Solutions for Senegal
CSC programs involve teams of IBMers visiting emerging economies to bring their expertise to places where it’s really needed. Catherine and her team of 14 IBMers from 10 countries traveled to Thies as part of a larger CSC effort to recommend web and infrastructure improvements to five of Senegal’s largest companies.

Catherine quickly discovered that life is very different in Senegal – observations that would prove critical in deciding how best to structure the team’s final recommendations. Travel in Senegal can be difficult, for example: the CSC team found their 60 kilometer journey from Dakar to Thies taking an average of two hours by taxi.

CSC projects are rapid interventions – just four weeks from start to finish – so the team quickly set about learning the clients’ business operations in order to understand how best to respond to their needs, including three visits to the clients’ premises in Dakar. “That also taught us that business processes often run along different lines in Senegal,” she recalls. “Our first day– which we expected to be packed with intensive project briefings – was actually full of long rounds of personal introductions. It was wonderful to be made to feel so welcome, of course, but it was an indication that we had to think carefully about how we would structure our recommendations: They would need to accommodate a very different way of doing business.”

Looking to the Future: Recommendations for Success
After four weeks, the team recommended a fully integrated services platform based around the free, open–source CMS platform Joomla. Common partner databases, an e-commerce front end and integrated supply chains would be implemented as the program progressed. This would, in turn, allow the clients to render effective and informative services to their SME partners throughout Senegal – improving the lives of business owners and employees across the country.
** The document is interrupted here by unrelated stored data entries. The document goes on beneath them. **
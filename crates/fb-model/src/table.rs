#![deny(unsafe_code)]

use std::fmt;

use serde::{Deserialize, Serialize};

/// A single spreadsheet cell value.
#[derive(Debug, Clone, Default, PartialEq, Serialize, Deserialize)]
#[serde(tag = "kind", content = "value")]
pub enum CellValue {
    #[default]
    Empty,
    Text(String),
    Number(f64),
    Bool(bool),
    /// Excel serial date/time (1900 date system).
    DateTime(f64),
}

impl CellValue {
    pub fn is_empty(&self) -> bool {
        match self {
            Self::Empty => true,
            Self::Text(text) => text.trim().is_empty(),
            _ => false,
        }
    }
}

impl fmt::Display for CellValue {
    fn fmt(&self, f: &mut fmt::Formatter<'_>) -> fmt::Result {
        match self {
            Self::Empty => Ok(()),
            Self::Text(text) => f.write_str(text),
            Self::Number(value) | Self::DateTime(value) => {
                if value.fract() == 0.0 && value.abs() < 1e15 {
                    write!(f, "{}", *value as i64)
                } else {
                    write!(f, "{value}")
                }
            }
            Self::Bool(value) => f.write_str(if *value { "TRUE" } else { "FALSE" }),
        }
    }
}

/// One sheet: a header row plus data rows of the same width.
#[derive(Debug, Clone, Default, PartialEq, Serialize, Deserialize)]
pub struct SheetTable {
    pub name: String,
    pub headers: Vec<String>,
    pub rows: Vec<Vec<CellValue>>,
}

impl SheetTable {
    pub fn new(name: impl Into<String>, headers: Vec<String>) -> Self {
        Self {
            name: name.into(),
            headers,
            rows: Vec::new(),
        }
    }

    /// Appends a row, padding or truncating it to the header width.
    pub fn push_row(&mut self, mut row: Vec<CellValue>) {
        row.resize(self.headers.len(), CellValue::Empty);
        self.rows.push(row);
    }

    pub fn row_count(&self) -> usize {
        self.rows.len()
    }

    /// Index of the first column whose header is exactly `name`.
    pub fn column_index(&self, name: &str) -> Option<usize> {
        self.headers.iter().position(|header| header == name)
    }
}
The team delivered their recommendations to the client’s top management, as well as a more technical presentation for the advisors and partners, and then rounded off their experience with a press conference to share the results of their collaboration with local and national media.

During their time there, the team spent their weekends exploring Senegal. “We visited Dakar which is a beautiful city, and went to GoréeIsland, which was a destination for the slave trade. We also saw some wonderful architecture throughout the country.”

Going on the trip opened Catherine’s eyes to the realities of life in Senegal.” I changed my mind about a lot of things while I was there. Unless you see the reality, unless you live it, you can never really know. Essential pieces of infrastructure that we just take for granted in the West can be very hard to come by. That makes life tough for the people, and tough for businesses to survive.

“But the people are so kind, so welcoming, so open. They seem to smile all day long! Meanwhile, Senegal is a country that is 95 percent Muslim, and 5 percent Christian, and there is no animosity at all. In Europe we often pre-judge these things, but the reality is often very different. I hope the recommendations we made can make a real difference in their lives.”